America’s largest ‘open’ airport, Honolulu has a plethora of open walkways that truly make you feel like you’re in paradise. However, on stinking hot days, that’s the time you need some decent air-conditioning and a place to sit down and grab a cold beer and a burger. Especially after you’ve been stuck getting there in a traffic jam on the freeway and have waited a good 20-minutes in TSA queues. And after you’ve had to check yourself in, find a place to drop your luggage and tag the bag yourself. While its location close to hotel mecca Waikiki is good, HNL falls short for its lack of amenities, over-priced food outlets and too-few seats to sit and eat. It is legendary for plane spotters who can get up close and personal with the big jets, though.
Delayed for a night? It’s a short hop back to Waikiki, so book a room at the Outrigger Waikiki Beach Resort, then head to Duke’s Waikiki for a tropical itch, complete with backscratcher, some fresh island ahi poke, huli huli chicken and laid back tropical tunes right on Waikiki Beach.

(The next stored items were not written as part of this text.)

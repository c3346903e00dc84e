//! Wallet composition: account keys, ledger queries and the payment flow.
//!
//! The [`Wallet`] ties one CIP-1852 account to a [`LedgerQuery`]. Whether
//! that query service is a live HTTP backend or an offline snapshot is
//! decided by whoever constructs the wallet; the payment flow is the same.

use std::sync::Arc;
use tracing::{debug, info};

use lovelace_core::address::{Address, Network};
use lovelace_core::error::TransactionError;
use lovelace_core::traits::LedgerQuery;
use lovelace_core::types::{Transaction, TxOut};

use crate::builder::{FeeReport, TransactionBuilder};
use crate::coin_selection::{CoinSelection, CoinSelector};
use crate::error::WalletError;
use crate::keys::{AccountKey, ExtendedPrivateKey};
use crate::mnemonic::root_key_from_mnemonic;

/// Slots added to the current tip to form the TTL.
pub const DEFAULT_TTL_OFFSET: u64 = 300;

/// A single payment to one recipient.
#[derive(Debug, Clone, PartialEq, Eq)]
pub struct PaymentRequest {
    /// Recipient address.
    pub to: Address,
    /// Amount in lovelace.
    pub amount: u64,
    /// Optional transaction message.
    pub message: Option<String>,
    /// Slots between the current tip and the TTL.
    pub ttl_offset: u64,
    /// Spend from the base address (payment + stake) instead of the
    /// enterprise address.
    pub use_base_address: bool,
}

impl PaymentRequest {
    pub fn new(to: Address, amount: u64) -> Self {
        Self {
            to,
            amount,
            message: None,
            ttl_offset: DEFAULT_TTL_OFFSET,
            use_base_address: false,
        }
    }

    pub fn with_message(mut self, message: impl Into<String>) -> Self {
        self.message = Some(message.into());
        self
    }

    pub fn with_ttl_offset(mut self, slots: u64) -> Self {
        self.ttl_offset = slots;
        self
    }

    pub fn from_base_address(mut self) -> Self {
        self.use_base_address = true;
        self
    }
}

/// Outcome of [`Wallet::pay`].
#[derive(Debug, Clone)]
pub struct Payment {
    pub transaction: Transaction,
    pub sender: Address,
    pub selection: CoinSelection,
    pub fee_report: FeeReport,
}

/// HD wallet account bound to a ledger query service.
pub struct Wallet {
    account: AccountKey,
    network: Network,
    address_index: u32,
    ledger: Arc<dyn LedgerQuery>,
}

impl Wallet {
    pub fn new(account: AccountKey, network: Network, ledger: Arc<dyn LedgerQuery>) -> Self {
        Self { account, network, address_index: 0, ledger }
    }

    /// Derive account `account` from a root key.
    pub fn from_root(
        root: &ExtendedPrivateKey,
        account: u32,
        network: Network,
        ledger: Arc<dyn LedgerQuery>,
    ) -> Result<Self, WalletError> {
        Ok(Self::new(AccountKey::from_root(root, account)?, network, ledger))
    }

    /// Derive account `account` from a BIP-39 phrase.
    pub fn from_mnemonic(
        phrase: &str,
        passphrase: &str,
        account: u32,
        network: Network,
        ledger: Arc<dyn LedgerQuery>,
    ) -> Result<Self, WalletError> {
        let root = root_key_from_mnemonic(phrase, passphrase)?;
        Self::from_root(&root, account, network, ledger)
    }

    /// Use payment key `index` instead of 0.
    pub fn with_address_index(mut self, index: u32) -> Self {
        self.address_index = index;
        self
    }

    pub fn network(&self) -> Network {
        self.network
    }

    pub fn account(&self) -> &AccountKey {
        &self.account
    }

    pub fn address_index(&self) -> u32 {
        self.address_index
    }

    /// Address funds are spent from and change returns to.
    pub fn sender_address(&self, base: bool) -> Result<Address, WalletError> {
        if base {
            self.account.base_address(self.network, self.address_index)
        } else {
            self.account.enterprise_address(self.network, self.address_index)
        }
    }

    /// Total lovelace held at the sender address.
    pub async fn balance(&self, base: bool) -> Result<u64, WalletError> {
        let address = self.sender_address(base)?;
        let utxos = self.ledger.utxos(&address).await?;
        utxos
            .iter()
            .try_fold(0u64, |acc, u| acc.checked_add(u.amount))
            .ok_or(WalletError::Transaction(TransactionError::ValueOverflow))
    }

    /// Build and sign a payment.
    ///
    /// Queries parameters, tip and UTXOs, spends the first UTXO that covers
    /// the amount plus the sender's change floor and a fee estimate, returns change to
    /// the sender and signs with the payment key. Nothing is submitted.
    pub async fn pay(&self, request: &PaymentRequest) -> Result<Payment, WalletError> {
        let sender = self.sender_address(request.use_base_address)?;
        let payment_key = self.account.payment_key(self.address_index)?;

        let params = Arc::new(self.ledger.protocol_parameters().await?);
        let tip = self.ledger.tip().await?;
        let utxos = self.ledger.utxos(&sender).await?;
        debug!(%sender, utxos = utxos.len(), tip = tip.slot, "ledger state fetched");

        let target = CoinSelector::target_for(request.amount, &sender, &params)?;
        let selection = CoinSelector::first_covering(&utxos, target)?;
        let ttl = tip
            .slot
            .checked_add(request.ttl_offset)
            .ok_or(WalletError::Transaction(TransactionError::ValueOverflow))?;

        let mut builder = TransactionBuilder::new(params);
        builder.with_tip(tip.slot);
        builder
            .add_input(selection.selected.clone())?
            .add_output(TxOut::new(request.to, request.amount))?
            .set_ttl(ttl)?;
        if let Some(message) = &request.message {
            builder.set_message(message)?;
        }
        builder.add_change_if_needed(&sender)?;
        builder.sign(&[&payment_key])?;
        let transaction = builder.build()?;

        let fee_report = builder
            .fee_report()
            .cloned()
            .ok_or_else(|| WalletError::InvalidState("balanced without a fee report".into()))?;
        info!(
            tx_hash = %transaction.id()?,
            to = %request.to,
            amount = request.amount,
            fee = fee_report.fee,
            ttl,
            "payment built"
        );
        Ok(Payment { transaction, sender, selection, fee_report })
    }
}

Photograph: Courtesy Creative Commons/Flickr/Robert Linsdell
Travelers either love ATL, or hate ATL: Few people see the grey area when considering America’s busiest airport. There are a whopping 207 gates across seven terminal concourses and the airport’s home carrier Delta operates 1,000 flights a day from ATL alone. That means thousands of travelers at any one time (and even more during the holidays). When you hit the walking tunnels and trains below ground, expect to find a constant crowd of people—think Times Square on a Saturday night—so transferring here can be daunting. Well heeled travelers and road warriors who know ATL will tell you this is a brilliant airport, but it can take a few trips to navigate it. And they will tell you the place to eat and drink is One Flew South, where you can find southern cuisine matched with Prohibition-era cocktails. Get to ATL two hours early, hop over to Concourse E and get into a Manhattan or three.
Delayed for a night? Skip the airport hotels and head back to town. Book a room at the InterContinental Buckhead Atlanta and sit down for a meal at Southern Art, an eatery that marked the Atlanta debut of noted chef Art Smith; then swing around to the Bourbon Bar and good luck choosing from one of the 70 bourbons on offer.